在字符串对象中查找模式，然后提取子字符串答案

【问题标题】：Find a pattern in a string object then extract substring在字符串对象中查找模式，然后提取子字符串
【发布时间】：2018-07-08 08:43:29
【问题描述】：

我想从一个字符串对象中提取一个子字符串。我要提取的文本是末尾带有 € 的价格数据。价格可以是 3 位数或 4 位数。

text = "xxxxxx; AAAA€; xxxxxxx"

或

text = "xxxxxx; AAA€; xxxxxxx"

我的代码：

position = text.find("€")
price_to_clean = text[(position - 4):(position - 1)]
price = price_to_clean.rpartition(";")[-1]
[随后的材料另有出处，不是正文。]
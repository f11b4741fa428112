//! Deterministic simulation module
//!
//! All gameplay logic lives here. This module must be pure and deterministic:
//! - One frame per `tick`
//! - Seeded RNG only
//! - Stable iteration order (by entity ID)
//! - No rendering or platform dependencies

pub mod ai;
pub mod combat;
pub mod effects;
pub mod entity;
pub mod extraction;
pub mod geom;
pub mod interaction;
pub mod loot;
pub mod physics;
pub mod registry;
pub mod snapshot;
pub mod spawn;
pub mod state;
pub mod tick;
pub mod world;

pub use entity::{Damageable, Entity, EntityKind, Facing, HeroKind, Physical};
pub use extraction::ExtractionPhase;
pub use geom::{Rect, center_distance, intersects};
pub use loot::{Inventory, Item, Rarity};
pub use snapshot::RenderSnapshot;
pub use state::{GameState, SessionOutcome};
pub use tick::{TickInput, tick};
pub use world::{Platform, SurfaceKind, World, generate_world};
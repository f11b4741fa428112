//! Exploration and extraction state machine
//!
//! ```text
//! Exploring -> ExtractionActive <-> ExtractingInZone -> Extracted
//!     \______________\___________________\____________-> Killed
//! ```
//! Helpers here are pure; `tick` owns every write to the machine fields.

use std::collections::BTreeSet;

use glam::Vec2;
use rand::Rng;
use serde::{Deserialize, Serialize};

use super::geom::Rect;
use super::world::World;
use crate::consts::CHUNK_SIZE;

#[derive(Debug, Clone, Copy, PartialEq, Eq, Serialize, Deserialize)]
pub enum ExtractionPhase {
    /// Zone not yet open
    Exploring,
    /// Zone open, player outside it
    ExtractionActive,
    /// Player inside the zone, dwell counting
    ExtractingInZone,
    /// Terminal success
    Extracted,
    /// Terminal failure
    Killed,
}

impl ExtractionPhase {
    pub fn is_terminal(self) -> bool {
        matches!(self, ExtractionPhase::Extracted | ExtractionPhase::Killed)
    }

    pub fn zone_open(self) -> bool {
        matches!(
            self,
            ExtractionPhase::ExtractionActive | ExtractionPhase::ExtractingInZone
        )
    }
}

/// Grid cell containing `pos`
pub fn chunk_of(pos: Vec2) -> (i32, i32) {
    let size = CHUNK_SIZE.max(1.0);
    ((pos.x / size).floor() as i32, (pos.y / size).floor() as i32)
}

/// Visited chunks; only ever grows during a session
#[derive(Debug, Clone, Default, Serialize, Deserialize)]
pub struct FogOfWar {
    visited: BTreeSet<(i32, i32)>,
}

impl FogOfWar {
    /// Mark the chunk under `pos` and its 8 neighbors. Returns newly revealed count.
    pub fn reveal_around(&mut self, pos: Vec2) -> usize {
        let (cx, cy) = chunk_of(pos);
        let mut added = 0;
        for dy in -1..=1 {
            for dx in -1..=1 {
                if self.visited.insert((cx + dx, cy + dy)) {
                    added += 1;
                }
            }
        }
        added
    }

    pub fn is_visited(&self, chunk: (i32, i32)) -> bool {
        self.visited.contains(&chunk)
    }

    pub fn len(&self) -> usize {
        self.visited.len()
    }

    pub fn is_empty(&self) -> bool {
        self.visited.is_empty()
    }

    pub fn iter(&self) -> impl Iterator<Item = &(i32, i32)> {
        self.visited.iter()
    }
}

/// Zone of side `size` resting on top of `platform`, centered horizontally
pub fn zone_above(platform: &Rect, size: f32) -> Rect {
    Rect::new(
        platform.center().x - size / 2.0,
        platform.top() - size,
        size,
        size,
    )
}

/// Pick a random extraction site. Falls back to the starting platform when
/// no eligible site exists.
pub fn pick_zone<R: Rng>(world: &World, rng: &mut R, size: f32) -> Rect {
    let sites = world.extraction_sites();
    let platform = if sites.is_empty() {
        log::warn!("No eligible extraction platform, using the starting platform");
        world.start_platform()
    } else {
        &world.platforms[sites[rng.random_range(0..sites.len())]]
    };
    zone_above(&platform.rect, size)
}

/// One frame of dwell bookkeeping: `(new_dwell, done)`.
/// Leaving the zone drops the counter straight to zero.
pub fn dwell_step(in_zone: bool, dwell: u32, threshold: u32) -> (u32, bool) {
    if !in_zone {
        return (0, false);
    }
    let dwell = dwell + 1;
    (dwell, dwell > threshold)
}
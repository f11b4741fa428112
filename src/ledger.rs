//! Lifetime totals across sessions
//!
//! Owned by the orchestration layer, never by the simulation. Persisted to
//! LocalStorage on the web and to a JSON file natively.

use serde::{Deserialize, Serialize};

use crate::sim::SessionOutcome;

/// Cumulative currency and kills
#[derive(Debug, Clone, Default, PartialEq, Eq, Serialize, Deserialize)]
#[serde(default)]
pub struct Ledger {
    /// Sum of extracted loot values
    pub lifetime_currency: u64,
    pub lifetime_kills: u64,
    pub sessions: u32,
    pub extractions: u32,
}

impl Ledger {
    /// LocalStorage key (used only in wasm32)
    #[allow(dead_code)]
    const STORAGE_KEY: &'static str = "delve_extract_ledger";

    pub fn new() -> Self {
        Self::default()
    }

    /// Fold a finished session in. Kills always count; currency only on success.
    pub fn record(&mut self, outcome: &SessionOutcome) {
        self.sessions += 1;
        self.lifetime_kills += outcome.kills as u64;
        if outcome.success {
            self.extractions += 1;
            self.lifetime_currency += outcome.loot_value;
        }
        log::info!(
            "Ledger: {} currency, {} kills over {} sessions",
            self.lifetime_currency,
            self.lifetime_kills,
            self.sessions
        );
    }

    pub fn from_json(json: &str) -> Result<Self, serde_json::Error> {
        serde_json::from_str(json)
    }

    pub fn to_json(&self) -> Result<String, serde_json::Error> {
        serde_json::to_string(self)
    }

    /// Load the ledger from LocalStorage (WASM only)
    #[cfg(target_arch = "wasm32")]
    pub fn load() -> Self {
        let storage = web_sys::window()
            .and_then(|w| w.local_storage().ok())
            .flatten();

        if let Some(storage) = storage {
            if let Ok(Some(json)) = storage.get_item(Self::STORAGE_KEY) {
                match Self::from_json(&json) {
                    Ok(ledger) => return ledger,
                    Err(e) => log::warn!("Discarding unreadable ledger: {}", e),
                }
            }
        }
        Self::new()
    }

    /// Save the ledger to LocalStorage (WASM only)
    #[cfg(target_arch = "wasm32")]
    pub fn save(&self) {
        let storage = web_sys::window()
            .and_then(|w| w.local_storage().ok())
            .flatten();

        if let (Some(storage), Ok(json)) = (storage, self.to_json()) {
            let _ = storage.set_item(Self::STORAGE_KEY, &json);
        }
    }

    /// Load the ledger from a JSON file; missing or unreadable files start fresh
    #[cfg(not(target_arch = "wasm32"))]
    pub fn load_file(path: &str) -> Self {
        let Ok(json) = std::fs::read_to_string(path) else {
            log::info!("No ledger at {}, starting fresh", path);
            return Self::new();
        };
        match Self::from_json(&json) {
            Ok(ledger) => ledger,
            Err(e) => {
                log::warn!("Invalid ledger file {}: {} - starting fresh", path, e);
                Self::new()
            }
        }
    }

    #[cfg(not(target_arch = "wasm32"))]
    pub fn save_file(&self, path: &str) -> std::io::Result<()> {
        let json = self.to_json().map_err(std::io::Error::other)?;
        std::fs::write(path, json)
    }
}

#[cfg(test)]
mod tests {
    use super::*;

    fn outcome(success: bool, loot_value: u64, kills: u32) -> SessionOutcome {
        SessionOutcome {
            success,
            loot_value,
            kills,
        }
    }

    #[test]
    fn test_success_credits_currency_and_kills() {
        let mut ledger = Ledger::new();
        ledger.record(&outcome(true, 345, 2));
        assert_eq!(ledger.lifetime_currency, 345);
        assert_eq!(ledger.lifetime_kills, 2);
        assert_eq!(ledger.extractions, 1);
    }

    #[test]
    fn test_death_credits_kills_only() {
        let mut ledger = Ledger::new();
        ledger.record(&outcome(true, 100, 1));
        ledger.record(&outcome(false, 0, 4));
        assert_eq!(ledger.lifetime_currency, 100);
        assert_eq!(ledger.lifetime_kills, 5);
        assert_eq!(ledger.sessions, 2);
        assert_eq!(ledger.extractions, 1);
    }

    #[test]
    fn test_json_round_trip_and_partial() {
        let mut ledger = Ledger::new();
        ledger.record(&outcome(true, 50, 3));
        let parsed = Ledger::from_json(&ledger.to_json().unwrap()).unwrap();
        assert_eq!(parsed, ledger);

        let partial = Ledger::from_json(r#"{ "lifetime_kills": 7 }"#).unwrap();
        assert_eq!(partial.lifetime_kills, 7);
        assert_eq!(partial.lifetime_currency, 0);
    }

    #[test]
    fn test_missing_file_starts_fresh() {
        assert_eq!(Ledger::load_file("/no/such/ledger.json"), Ledger::new());
    }
}
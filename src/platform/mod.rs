//! Platform abstraction layer
//!
//! Host drivers that schedule `Session::step` and feed it input:
//! - `web`: browser `requestAnimationFrame` loop with keyboard listeners
//!
//! The native headless driver lives in the binary (`main.rs`).

#[cfg(target_arch = "wasm32")]
pub mod web;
我的想法是搜索到 €，然后反向提取 4 位数字（子字符串将是“AAAA€”或“;AAA€”）。然后从后面的分号中删除分号。我想知道是否有更好的方法来实现这一点。例如。找到€然后反向搜索直到分号？

【问题讨论】：

你考虑过正则表达式吗？
碎片总是这样用分号分隔吗？价格总是第二吗？如果是这样，很难比text.split('; ')[1][:-1] 更简单。尽管您似乎正在尝试解析 CSV 文件中的行，但在这种情况下，您可能想要使用 csv 模块，或者在某些时候您会遇到像 "This column has ;;; semicolons so it's quoted" 这样的列，或者，更糟糕的是，This column is plain old text but it happens to have 555€ in it。
@Mr.T 不，我没有。我刚刚尝试了 re.search 并且它起作用了。谢谢！谢谢！
@abarnet 感谢您花时间研究我的问题。不，它是来自 html 文件的字符串对象。各种标志都很乱。我无法将其转换为任何类型的文件。

【解决方案1】：

使用正则表达式。 re.search

例如：

import re
text = "xxxxxx; 1000€; xxxxxxx"
m = re.search("(?P<price>\d+€)", text)
if m:
    print(m.group('price'))

输出：

1000€

【讨论】：